What they show is that indeed Westbrook develops as a player, and that whatever we think of his play, it is not through being mistaken in his execution.  He has willed himself deliberately into this style of player, whatever that is.  Particularly his "wild" pullup three, which is so arbitrary-seeming on the one hand, and so devastating on the other, when it goes in.  And that makes things a bit more interesting.  Westbrook clearly has some idea of the kind of player he wants to be and look like--it's just that we actually have no clear idea of what this is ourselves, nor how to evaluate it.

It explains something of what is so arresting, disturbing, about watching him: he has a very distinct style of play, despite the randomness.  His playing style might be more similar to his manner of dress than we might suppose.

Goldsberry approaches saying something of this sort, though he doesn't quite get there.  His point, which is a great one, is simply that his moments of brilliance are not to be depended upon, though in a way the fate of the Western Conference depends on them: because when he plays brilliantly, there is nothing that can really stop the Thunder.

There was, finally, another interesting story on psychology and its effect in the world of sports by Brian Shroeder at Hardwood Paroxysm.  Shroeder talks about Donald Sterling's alleged alzheimer's disease, and does so with a personal narrative that is entirely, sadly typical of what the experience is like.  What he refutes is the idea that because the disease messes with the mind, it makes the statements that are said somehow the statements of someone who is, effectively, mad.

That is, what makes Sterling's statements still his own--besides the long pattern of racism in his policies as a businessman (and which I myself think should count most in all this)--is precisely what makes alzheimer's disease so terrifying: it is indeed you who are saying the things, it is just that you also have forgotten who you are and what has happened to you.  In madness, we become a different person, or different people; in alzheimers, we forget who we are.

And, because this is all quite depressing news about people succumbing to problems, I want to include one little story about overcoming, by Andrew A. McNeil at 48MinutesofHel.com.  It's on Cory Joseph's unbelievable dunk in Game 4 right on the head of Serge Ibaka.  The performance of Joseph throughout the series was amazing: not only in that game, but in last night's overtime series-clincher for the Spurs in which the Tony Parker did not even play in the second half.  McNeil tries to give some sense of just what it meant to the Spurs, recalling just how scared the Spurs were of going into the paint in the previous game.

Joseph's dunk on Ibaka just showed a fearlessness that the Spurs absolutely needed at that moment.  And a little craziness too.  It was very Manu of him: that element of strangeness that sort of disregards the machine and the system and yet only by doing something even more right and brilliant than what Pop could come up with.  As McNeil put it:

The Spurs showed no hesitation in Game 5 at going to the basket and mixing it up inside with Ibaka and the rest of the Thunder.

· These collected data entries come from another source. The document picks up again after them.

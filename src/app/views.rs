//! View rendering (top bar, route content, order detail panel)

use super::{App, Route, TableAction, TableEnv};
use crate::currency::{format_denominated, CurrencyLine};
use crate::theme;
use crate::types::Overflow;
use crate::ui::components::{empty_state, event_badge, owner_line};
use crate::utils::{format_address, format_date};
use crate::viewport::ViewportController;
use eframe::egui;

enum TopBarAction {
    Back,
    Open(Route),
}

impl App {
    pub(crate) fn render(&mut self, ctx: &egui::Context) {
        let mut action = None;

        if let Some(top) = self.render_top_bar(ctx) {
            match top {
                TopBarAction::Back => self.back(),
                TopBarAction::Open(route) => self.navigate(route),
            }
        }

        let pending = self.viewport.take_pending_scroll();
        let scrolling = self.viewport.overflow() == Overflow::Auto;

        egui::CentralPanel::default()
            .frame(
                egui::Frame::new()
                    .fill(theme::BG_BASE)
                    .inner_margin(egui::Margin::same(16)),
            )
            .show(ctx, |ui| {
                let mut area = egui::ScrollArea::vertical()
                    .auto_shrink([false, false])
                    .id_salt("main_scroll")
                    .enable_scrolling(scrolling);
                if let Some(p) = &pending {
                    area = area.animated(p.smooth);
                }
                area.show(ui, |ui| {
                    if let Some(p) = pending {
                        ui.scroll_to_rect(p.target, Some(egui::Align::TOP));
                    }
                    ui.set_max_width(theme::CONTENT_MAX_WIDTH.min(ui.available_width()));
                    action = self.render_route(ui);
                });
            });

        if let Some(a) = self.render_order_panel(ctx) {
            action = Some(a);
        }
        if let Some(a) = action {
            self.handle_action(a);
        }
    }

    fn render_top_bar(&mut self, ctx: &egui::Context) -> Option<TopBarAction> {
        let mut action = None;
        egui::TopBottomPanel::top("top_bar")
            .exact_height(theme::TOP_BAR_HEIGHT)
            .show_separator_line(false)
            .frame(
                egui::Frame::new()
                    .fill(theme::BG_ELEVATED)
                    .inner_margin(egui::Margin::symmetric(16, 0)),
            )
            .show(ctx, |ui| {
                ui.horizontal_centered(|ui| {
                    let can_back = self.routes.len() > 1;
                    if ui
                        .add_enabled(can_back, theme::icon_button(egui_phosphor::regular::ARROW_LEFT))
                        .on_hover_text(self.language.back)
                        .clicked()
                    {
                        action = Some(TopBarAction::Back);
                    }
                    if let Some(route) = self.routes.last() {
                        ui.label(
                            egui::RichText::new(route.title())
                                .size(theme::FONT_HEADING)
                                .strong(),
                        );
                    }

                    ui.with_layout(egui::Layout::right_to_left(egui::Align::Center), |ui| {
                        let input = self.search_input.trim().to_string();
                        let enabled = !input.is_empty();
                        if ui
                            .add_enabled(enabled, theme::button(self.language.open_profile))
                            .clicked()
                        {
                            action = Some(TopBarAction::Open(Route::Profile(input.clone())));
                        }
                        if ui
                            .add_enabled(enabled, theme::button_accent(self.language.open_asset))
                            .clicked()
                        {
                            action = Some(TopBarAction::Open(Route::Asset(input.clone())));
                        }

                        theme::section_frame()
                            .inner_margin(egui::Margin::symmetric(6, 4))
                            .show(ui, |ui| {
                                let response = ui.add(
                                    egui::TextEdit::singleline(&mut self.search_input)
                                        .hint_text(self.language.search_hint)
                                        .frame(false)
                                        .desired_width(320.0),
                                );
                                // Enter opens as an asset
                                if enabled
                                    && response.lost_focus()
                                    && ui.input(|i| i.key_pressed(egui::Key::Enter))
                                {
                                    action = Some(TopBarAction::Open(Route::Asset(input.clone())));
                                }
                            });
                    });
                });
            });

        if matches!(action, Some(TopBarAction::Open(_))) {
            self.search_input.clear();
        }
        action
    }

    fn render_route(&mut self, ui: &mut egui::Ui) -> Option<TableAction> {
        let Some(route) = self.current_route().cloned() else {
            empty_state(ui, self.language.search_hint);
            return None;
        };

        let mut action = None;
        let denomination = match &route {
            Route::Asset(_) => {
                self.asset_header.show(ui);
                self.asset_header.denomination()
            }
            Route::Profile(address) => {
                theme::card_frame().show(ui, |ui| {
                    ui.set_min_width(ui.available_width());
                    ui.horizontal(|ui| {
                        ui.label(
                            egui::RichText::new(egui_phosphor::regular::USER_CIRCLE)
                                .size(theme::FONT_TITLE)
                                .color(theme::ACCENT),
                        );
                        ui.label(
                            egui::RichText::new(format_address(address, false))
                                .size(theme::FONT_BODY)
                                .color(theme::TEXT_SECONDARY),
                        )
                        .on_hover_text(address.as_str());
                    });
                });
                ui.add_space(theme::SPACING_LG);
                if let Some(id) = self.profile_assets.show(ui, &self.language) {
                    action = Some(TableAction::OpenAsset(id));
                }
                // Activity spans many assets; quantities stay unscaled
                None
            }
        };

        ui.add_space(theme::SPACING_XL);
        let env = TableEnv {
            registry: &self.registry,
            language: &self.language,
            asset_base_url: &self.settings.asset_base_url,
            denomination,
        };
        if let Some(a) = self
            .activity
            .show(ui, &self.services, &env, &mut self.viewport)
        {
            action = Some(a);
        }
        action
    }

    fn render_order_panel(&mut self, ctx: &egui::Context) -> Option<TableAction> {
        let (panel, order) = self.order_panel.as_mut()?;
        let registry = &self.registry;
        let asset_base_url = self.settings.asset_base_url.as_str();
        let denomination = match self.routes.last() {
            Some(Route::Asset(_)) => self.asset_header.denomination(),
            _ => None,
        };

        let response = panel.show(ctx, |ui| {
            let mut action = None;
            let event = &order.event;
            egui::Grid::new("order_detail_grid")
                .num_columns(2)
                .spacing([theme::SPACING_XL, theme::SPACING_MD])
                .show(ui, |ui| {
                    detail_label(ui, "Event");
                    event_badge(ui, event.kind);
                    ui.end_row();

                    detail_label(ui, "Order");
                    ui.label(format_address(&event.order_id, false))
                        .on_hover_text(event.order_id.as_str());
                    ui.end_row();

                    detail_label(ui, "Asset");
                    if ui
                        .link(format_address(&event.dominant_token, false))
                        .on_hover_text(event.dominant_token.as_str())
                        .clicked()
                    {
                        action = Some(TableAction::OpenAsset(event.dominant_token.clone()));
                    }
                    ui.end_row();

                    detail_label(ui, "By");
                    if owner_line(ui, event.sender.as_deref(), order.sender_profile.as_ref()) {
                        action = event.sender.clone().map(TableAction::OpenProfile);
                    }
                    ui.end_row();

                    detail_label(ui, "To");
                    if owner_line(ui, event.receiver.as_deref(), order.receiver_profile.as_ref()) {
                        action = event.receiver.clone().map(TableAction::OpenProfile);
                    }
                    ui.end_row();

                    detail_label(ui, "Quantity");
                    ui.label(format_denominated(&event.quantity, denomination));
                    ui.end_row();

                    detail_label(ui, "Price");
                    let line = CurrencyLine::new(
                        Some(&event.price),
                        Some(&event.swap_token),
                        registry,
                        asset_base_url,
                    );
                    match line {
                        Some(line) => {
                            if let Some(id) = line.show(ui, None) {
                                action = Some(TableAction::OpenAsset(id));
                            }
                        }
                        None => {
                            ui.label("-");
                        }
                    }
                    ui.end_row();

                    detail_label(ui, "Date");
                    ui.label(format_date(event.timestamp));
                    ui.end_row();
                });
            action
        });

        // Dropping the panel restores page scrolling
        if response.should_close || response.inner.is_some() {
            self.order_panel = None;
        }
        response.inner
    }
}

fn detail_label(ui: &mut egui::Ui, text: &str) {
    ui.label(
        egui::RichText::new(text)
            .size(theme::FONT_LABEL)
            .color(theme::TEXT_MUTED),
    );
}
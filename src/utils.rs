//! Utility functions

use crate::constants::APP_NAME;
use rust_decimal::Decimal;
use std::path::PathBuf;
use std::str::FromStr;

/// Get the application data directory path
pub fn get_data_dir() -> PathBuf {
    dirs::data_local_dir()
        .unwrap_or_else(|| PathBuf::from("."))
        .join(APP_NAME)
}

/// Parse a decimal amount string, accepting scientific notation
pub fn parse_amount(amount: &str) -> Option<Decimal> {
    let amount = amount.trim();
    Decimal::from_str(amount)
        .or_else(|_| Decimal::from_scientific(amount))
        .ok()
}

/// Split a plain decimal string into sign, integer digits and fraction digits
fn split_plain(amount: &str) -> Option<(bool, &str, &str)> {
    let amount = amount.trim();
    let (negative, digits) = match amount.strip_prefix('-') {
        Some(rest) => (true, rest),
        None => (false, amount.strip_prefix('+').unwrap_or(amount)),
    };
    let (int_part, frac_part) = digits.split_once('.').unwrap_or((digits, ""));
    if int_part.is_empty() && frac_part.is_empty() {
        return None;
    }
    if !int_part.bytes().chain(frac_part.bytes()).all(|b| b.is_ascii_digit()) {
        return None;
    }
    Some((negative, int_part, frac_part))
}

/// Thousands separators on the integer part, trailing zeros trimmed
fn group_digits(negative: bool, int_part: &str, frac_part: &str) -> String {
    let int_part = int_part.trim_start_matches('0');
    let frac_part = frac_part.trim_end_matches('0');
    if int_part.is_empty() && frac_part.is_empty() {
        return "0".to_string();
    }
    let int_part = if int_part.is_empty() { "0" } else { int_part };

    let mut grouped = String::with_capacity(int_part.len() + int_part.len() / 3 + 1);
    if negative {
        grouped.push('-');
    }
    for (i, c) in int_part.chars().enumerate() {
        if i > 0 && (int_part.len() - i) % 3 == 0 {
            grouped.push(',');
        }
        grouped.push(c);
    }
    if !frac_part.is_empty() {
        grouped.push('.');
        grouped.push_str(frac_part);
    }
    grouped
}

/// Format `amount / 10^places` with thousands separators.
///
/// The decimal point is moved on the digit string itself, so amounts of any
/// length keep every digit. Scientific notation goes through `Decimal` first.
/// Returns `None` when the amount is not a number.
pub fn format_scaled(amount: &str, places: u32) -> Option<String> {
    let plain;
    let (negative, int_part, frac_part) = match split_plain(amount) {
        Some(parts) => parts,
        None => {
            plain = parse_amount(amount)?.to_string();
            split_plain(&plain)?
        }
    };

    let places = places as usize;
    let digits = format!("{}{}", int_part, frac_part);
    let point = int_part.len();
    let (int_digits, frac_digits) = if point >= places {
        let (i, f) = digits.split_at(point - places);
        (i.to_string(), f.to_string())
    } else {
        (String::new(), format!("{}{}", "0".repeat(places - point), digits))
    };
    Some(group_digits(negative, &int_digits, &frac_digits))
}

/// Shorten an address to `abcdef...uvwxyz`
pub fn format_address(address: &str, wrap: bool) -> String {
    let chars: Vec<char> = address.chars().collect();
    let short = if chars.len() <= 16 {
        address.to_string()
    } else {
        let head: String = chars[..6].iter().collect();
        let tail: String = chars[chars.len() - 6..].iter().collect();
        format!("{}...{}", head, tail)
    };
    if wrap {
        format!("({})", short)
    } else {
        short
    }
}

/// Format a millisecond timestamp as `YYYY-MM-DD HH:MM` (UTC)
pub fn format_date(timestamp_ms: i64) -> String {
    chrono::DateTime::from_timestamp_millis(timestamp_ms)
        .map(|d| d.format("%Y-%m-%d %H:%M").to_string())
        .unwrap_or_else(|| "N/A".to_string())
}

#[cfg(test)]
mod tests {
    use super::*;

    fn count(s: &str) -> String {
        format_scaled(s, 0).unwrap()
    }

    #[test]
    fn groups_thousands() {
        assert_eq!(count("1234567"), "1,234,567");
        assert_eq!(count("100"), "100");
        assert_eq!(count("1000"), "1,000");
        assert_eq!(count("-1234.5"), "-1,234.5");
    }

    #[test]
    fn trims_trailing_zeros() {
        assert_eq!(count("150.000"), "150");
        assert_eq!(count("0.0500"), "0.05");
        assert_eq!(count("0.000"), "0");
    }

    #[test]
    fn parses_scientific_notation() {
        assert_eq!(count("1e3"), "1,000");
        assert_eq!(format_scaled("15e4", 3).as_deref(), Some("150"));
        assert!(parse_amount("not a number").is_none());
        assert!(format_scaled("not a number", 2).is_none());
        assert!(format_scaled(".", 2).is_none());
    }

    #[test]
    fn scales_amounts_beyond_fixed_precision() {
        let amount = "1000000000000000000000000000000";
        assert_eq!(format_scaled(amount, 18).as_deref(), Some("1,000,000,000,000"));
        assert_eq!(
            format_scaled("123456789012345678901234567890123", 3).as_deref(),
            Some("123,456,789,012,345,678,901,234,567,890.123")
        );
        let tiny = format!("0.{}1", "0".repeat(29));
        assert_eq!(format_scaled("1", 30), Some(tiny));
        assert_eq!(format_scaled("-2500", 2).as_deref(), Some("-25"));
        assert_eq!(format_scaled("-0.00", 2).as_deref(), Some("0"));
    }

    #[test]
    fn shortens_long_addresses() {
        let addr = "abcdefghijklmnopqrstuvwxyz0123456789ABCDEFG";
        assert_eq!(format_address(addr, false), "abcdef...BCDEFG");
        assert_eq!(format_address(addr, true), "(abcdef...BCDEFG)");
        assert_eq!(format_address("short", false), "short");
    }

    #[test]
    fn formats_millisecond_timestamps() {
        assert_eq!(format_date(0), "1970-01-01 00:00");
        assert_eq!(format_date(1_700_000_000_000), "2023-11-14 22:13");
    }
}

It was like your mom turning on the light in your closet and showing you there were no monsters actually lurking there. You could be told so until the cows come home, but seeing is believing.

The Spurs have immense mental control--probably the best in the league.  But sometimes actions are necessary, getting a little out of the head.  It leaves you to wonder how this lesson didn't stick with the Pacers.  But it did work for the Spurs.  For a brief moment, the could stop thinking about everything they were thinking about, and engage in the benefits of forgetting--in a way, memory to the Spurs is something it is good to lose at times, given the memories of the OKC series in 2012 and in general just all the memories floating around due to how long the core players have been around the league.  Being there before should dispel worries, but sometimes it creates ghosts and boogiemen.  Joseph dispelled them entirely.